Trilha sonora de Björk é matéria viva de filme



ARTHUR NESTROVSKI
DA EQUIPE DE ARTICULISTAS



O filme é uma devastação. Desabilita qualquer resposta crítica por dias. Só aos poucos, com a insistência do hábito e as repetições do trivial, cada um vai voltando para a vida de fora, tão iluminada e ao mesmo tempo tão esvaziada por ele. Ninguém tem coragem para ver esse filme de novo tão cedo; nem é questão de coragem, mas de energia afetiva à altura das visões de Lars von Trier. Voltar à música de Björk é uma outra história, porque é o que há de felicidade possível, desesperada que seja, na vida dentro do filme e na memória de fora.

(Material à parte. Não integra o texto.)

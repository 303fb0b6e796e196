//! Stateless scoring over a loaded model artifact.

use steamhit_io::ModelArtifact;

use crate::error::ServeError;

/// One scored feature vector.
#[derive(Debug, Clone, Copy, PartialEq, serde::Serialize)]
pub struct Prediction {
    /// 1 for a hit, 0 otherwise.
    pub predicted_class: u8,
    /// Probability of class 1, in `[0, 1]`.
    pub probability: f64,
}

impl Prediction {
    /// Whether the predicted class is a hit.
    #[must_use]
    pub fn is_hit(&self) -> bool {
        self.predicted_class == 1
    }

    /// `"hit"` or `"niche"`.
    #[must_use]
    pub fn label(&self) -> &'static str {
        if self.is_hit() { "hit" } else { "niche" }
    }
}

/// Scores feature vectors against an immutable artifact.
///
/// Holds no mutable state: repeated calls with the same input return the
/// same [`Prediction`].
#[derive(Debug, Clone)]
pub struct PredictionService {
    artifact: ModelArtifact,
}

impl PredictionService {
    /// Wrap a loaded artifact.
    #[must_use]
    pub fn new(artifact: ModelArtifact) -> Self {
        Self { artifact }
    }

    /// Feature names, in the order [`predict`](Self::predict) expects values.
    #[must_use]
    pub fn feature_names(&self) -> &[String] {
        self.artifact.feature_names()
    }

    /// Score one feature vector laid out in [`feature_names`](Self::feature_names) order.
    ///
    /// The class follows the forest's own decision rule.
    ///
    /// # Errors
    ///
    /// | Variant | Condition |
    /// |---|---|
    /// | [`ServeError::ShapeMismatch`] | `features.len()` differs from the stored feature count |
    /// | [`ServeError::Forest`] | The forest rejects the input, e.g. its width disagrees with the stored list |
    pub fn predict(&self, features: &[f64]) -> Result<Prediction, ServeError> {
        let expected = self.artifact.feature_names().len();
        if features.len() != expected {
            return Err(ServeError::ShapeMismatch {
                expected,
                got: features.len(),
            });
        }
        let (hit, probability) = self.artifact.forest().predict_with_proba(features)?;
        Ok(Prediction {
            predicted_class: u8::from(hit),
            probability,
        })
    }
}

A música já tinha papel crucial em "Ondas do Destino" (96), outro filme de Von Trier. A música, ali, nunca participa como ambiente, aquecimento sentimental de uma superfície morna.

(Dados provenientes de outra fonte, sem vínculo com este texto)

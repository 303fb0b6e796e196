use rand::Rng;

use crate::node::{ClassCounts, FeatureIndex, Impurity};

/// Criterion for measuring the quality of a split.
#[derive(Debug, Clone, Copy, PartialEq, Eq, serde::Serialize, serde::Deserialize)]
pub enum SplitCriterion {
    /// Gini impurity: `1 - p² - (1-p)²`
    Gini,
    /// Information entropy: `-p·ln(p) - (1-p)·ln(1-p)`
    Entropy,
}

impl SplitCriterion {
    /// Compute the impurity of a binary node from its class counts.
    ///
    /// An empty node is pure.
    #[must_use]
    pub fn impurity(&self, counts: ClassCounts) -> Impurity {
        if counts.total() == 0 {
            return Impurity::new(0.0);
        }
        let p = counts.positive_fraction();
        let q = 1.0 - p;
        let value = match self {
            SplitCriterion::Gini => 1.0 - p * p - q * q,
            SplitCriterion::Entropy => {
                [p, q]
                    .into_iter()
                    .filter(|&x| x > 0.0)
                    .map(|x| -x * x.ln())
                    .sum::<f64>()
            }
        };
        Impurity::new(value)
    }
}

/// Best split found for a node.
#[derive(Debug, Clone)]
pub(crate) struct SplitResult {
    pub(crate) feature: FeatureIndex,
    pub(crate) threshold: f64,
    /// `n·I(parent) - n_l·I(left) - n_r·I(right)`, the unnormalised MDI term.
    pub(crate) impurity_decrease: f64,
    pub(crate) left_indices: Vec<usize>,
    pub(crate) right_indices: Vec<usize>,
}

/// Find the best threshold split over a random subset of `max_features` features.
///
/// `columns` is column-major: `columns[feature][sample]`. Only the samples in
/// `sample_indices` are considered. Returns `None` when every candidate
/// feature is constant over the node or every boundary would leave a child
/// smaller than `min_samples_leaf`.
#[allow(clippy::too_many_arguments)]
pub(crate) fn find_best_split(
    columns: &[Vec<f64>],
    labels: &[bool],
    sample_indices: &[usize],
    parent: ClassCounts,
    criterion: SplitCriterion,
    max_features: usize,
    min_samples_leaf: usize,
    rng: &mut impl Rng,
) -> Option<SplitResult> {
    let n_features = columns.len();
    let n_samples = sample_indices.len();
    if n_samples < 2 || n_features == 0 {
        return None;
    }
    let parent_weighted = n_samples as f64 * criterion.impurity(parent).value();

    // Partial Fisher-Yates over the feature indices.
    let mut order: Vec<usize> = (0..n_features).collect();
    let take = max_features.min(n_features);
    for i in 0..take {
        let j = rng.gen_range(i..n_features);
        order.swap(i, j);
    }

    let mut best_decrease = f64::NEG_INFINITY;
    let mut best: Option<(usize, f64)> = None;
    let mut sorted: Vec<(f64, bool)> = Vec::with_capacity(n_samples);

    for &feature in &order[..take] {
        let column = &columns[feature];
        sorted.clear();
        sorted.extend(sample_indices.iter().map(|&si| (column[si], labels[si])));
        sorted.sort_unstable_by(|a, b| a.0.total_cmp(&b.0));

        let mut left = ClassCounts::default();
        let mut right = parent;

        for i in 0..n_samples - 1 {
            let (value, positive) = sorted[i];
            right.transfer(&mut left, positive);

            let next = sorted[i + 1].0;
            if value == next {
                continue;
            }
            let n_left = i + 1;
            let n_right = n_samples - n_left;
            if n_left < min_samples_leaf || n_right < min_samples_leaf {
                continue;
            }

            let decrease = parent_weighted
                - n_left as f64 * criterion.impurity(left).value()
                - n_right as f64 * criterion.impurity(right).value();
            if decrease > best_decrease {
                best_decrease = decrease;
                let mut threshold = value + (next - value) / 2.0;
                // Adjacent floats can round the midpoint up onto `next`.
                if threshold >= next {
                    threshold = value;
                }
                best = Some((feature, threshold));
            }
        }
    }

    let (feature, threshold) = best?;
    let column = &columns[feature];
    let (left_indices, right_indices): (Vec<usize>, Vec<usize>) = sample_indices
        .iter()
        .partition(|&&si| column[si] <= threshold);

    Some(SplitResult {
        feature: FeatureIndex::new(feature),
        threshold,
        impurity_decrease: best_decrease,
        left_indices,
        right_indices,
    })
}

#[cfg(test)]
mod tests {
    use rand::SeedableRng;
    use rand_chacha::ChaCha8Rng;

    use super::*;

    fn counts(negative: usize, positive: usize) -> ClassCounts {
        ClassCounts { negative, positive }
    }

    #[test]
    fn gini_pure_and_balanced() {
        assert_eq!(SplitCriterion::Gini.impurity(counts(10, 0)).value(), 0.0);
        assert!((SplitCriterion::Gini.impurity(counts(5, 5)).value() - 0.5).abs() < 1e-12);
    }

    #[test]
    fn entropy_balanced_is_ln2() {
        let imp = SplitCriterion::Entropy.impurity(counts(5, 5));
        assert!((imp.value() - 2.0_f64.ln()).abs() < 1e-12);
        assert_eq!(SplitCriterion::Entropy.impurity(counts(0, 7)).value(), 0.0);
    }

    #[test]
    fn separable_column_splits_between_groups() {
        let columns = vec![vec![1.0, 2.0, 3.0, 10.0, 11.0, 12.0]];
        let labels = [false, false, false, true, true, true];
        let indices: Vec<usize> = (0..6).collect();
        let mut rng = ChaCha8Rng::seed_from_u64(42);

        let split = find_best_split(
            &columns,
            &labels,
            &indices,
            ClassCounts::tally(&labels, &indices),
            SplitCriterion::Gini,
            1,
            1,
            &mut rng,
        )
        .expect("should find a split");

        assert_eq!(split.feature.index(), 0);
        assert!(split.threshold > 3.0 && split.threshold < 10.0);
        assert_eq!(split.left_indices, vec![0, 1, 2]);
        assert_eq!(split.right_indices, vec![3, 4, 5]);
        assert!((split.impurity_decrease - 3.0).abs() < 1e-12);
    }

    #[test]
    fn constant_column_has_no_split() {
        let columns = vec![vec![5.0; 4]];
        let labels = [false, false, true, true];
        let indices: Vec<usize> = (0..4).collect();
        let mut rng = ChaCha8Rng::seed_from_u64(42);
        let split = find_best_split(
            &columns,
            &labels,
            &indices,
            ClassCounts::tally(&labels, &indices),
            SplitCriterion::Gini,
            1,
            1,
            &mut rng,
        );
        assert!(split.is_none());
    }

    #[test]
    fn min_samples_leaf_blocks_small_children() {
        let columns = vec![vec![1.0, 10.0]];
        let labels = [false, true];
        let indices = [0, 1];
        let mut rng = ChaCha8Rng::seed_from_u64(42);
        let split = find_best_split(
            &columns,
            &labels,
            &indices,
            ClassCounts::tally(&labels, &indices),
            SplitCriterion::Gini,
            1,
            2,
            &mut rng,
        );
        assert!(split.is_none());
    }
}
//! Binary Random Forest classification: train, hold-out evaluate, predict, persist.
//!
//! CART trees over dense `f64` features with Gini/Entropy splits, bootstrap
//! aggregation trained in parallel via rayon, stratified hold-out scoring,
//! MDI feature importance, and bincode model files.

mod config;
mod confusion;
mod error;
mod forest;
mod holdout;
mod importance;
mod node;
mod predict;
mod result;
mod serialize;
mod split;
mod tree;

pub use config::{DEFAULT_N_TREES, MaxFeatures, RandomForestConfig};
pub use confusion::{ClassMetrics, ClassificationReport, ConfusionMatrix};
pub use error::ForestError;
pub use forest::RandomForest;
pub use holdout::{DEFAULT_TEST_FRACTION, HoldoutResult, HoldoutSplit, SplitIndices, TreeHoldoutResult};
pub use importance::RankedFeature;
pub use node::{ClassCounts, FeatureIndex, Impurity, Node, NodeIndex};
pub use result::{RandomForestResult, TrainingMetadata};
pub use split::SplitCriterion;
pub use tree::{DecisionTree, DecisionTreeConfig};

Em "Dançando no Escuro", também, a música é matéria viva. O filme é vasto e faz pensar sobre muito, mas também especificamente sobre a música, sobre o encantamento absoluto da experiência pela força do canto e do som, tanto quanto do movimento e da dança. Num excelente artigo no "Mais!" (3/12/2000), Laymert Garcia dos Santos comentava a "conversão", operada pela personagem Selma/Björk, "do alienante cinema de massa num utópico cinema interior", uma estratégia de afirmação humana, contra o mundo desumano. Tal conversão se dá "por meio da mudança de ritmo que o ouvido humano pode imprimir no universo mecânico"; isto é, pela abstração da repetição em ritmo, em música e sentido.
Podem-se acrescentar três comentários: do ponto de vista da composição, a música parte dessas mesmas repetições. São "samplings" (versão digital dos velhos "loops" de fita magnética: pedaços de fita cortados e correndo em círculo, sem fim). Eles nascem da repetição concreta do ruído das máquinas no início da segunda faixa ou de trem na terceira, mas gradualmente convertem-se em padrões de ritmo para as melodias. O processo ganha outra ironia em "Scatterheart", na qual se escuta o barulho de um disco arranhado: a mecânica incorporada ao mundo da reprodução sonora.
O ritmo, porém, não é tudo. Não se trata só de organizar musicalmente a matéria bruta, acidental. Nem de extrair o que há de alusivo e nostálgico nesses pedaços quebrados de som. O próprio ato da escuta abre as portas de um mundo paralelo, para Selma, na fronteira do invisível.
São muitos momentos em que Selma se lança nesses transes. E não se trata, a rigor, ou não só, de escapismo, em qualquer sentido simples: é antes uma afirmação, um engajamento, uma entrega positiva e irredutível, que faz frente a tudo o que conspira para reduzir a vida dessa operária que está ficando cega, à invisibilidade e à falta do que ver. "Já vi o que preciso/ Eu sei o que faço/ Vi tudo o que há para ver", canta Selma. Uma resposta, do fundo das misérias do ano 2000, às tristezas de "Guarda-Chuvas do Amor" (64), outro filme sobre a metamorfose, ou redenção da vida em canções.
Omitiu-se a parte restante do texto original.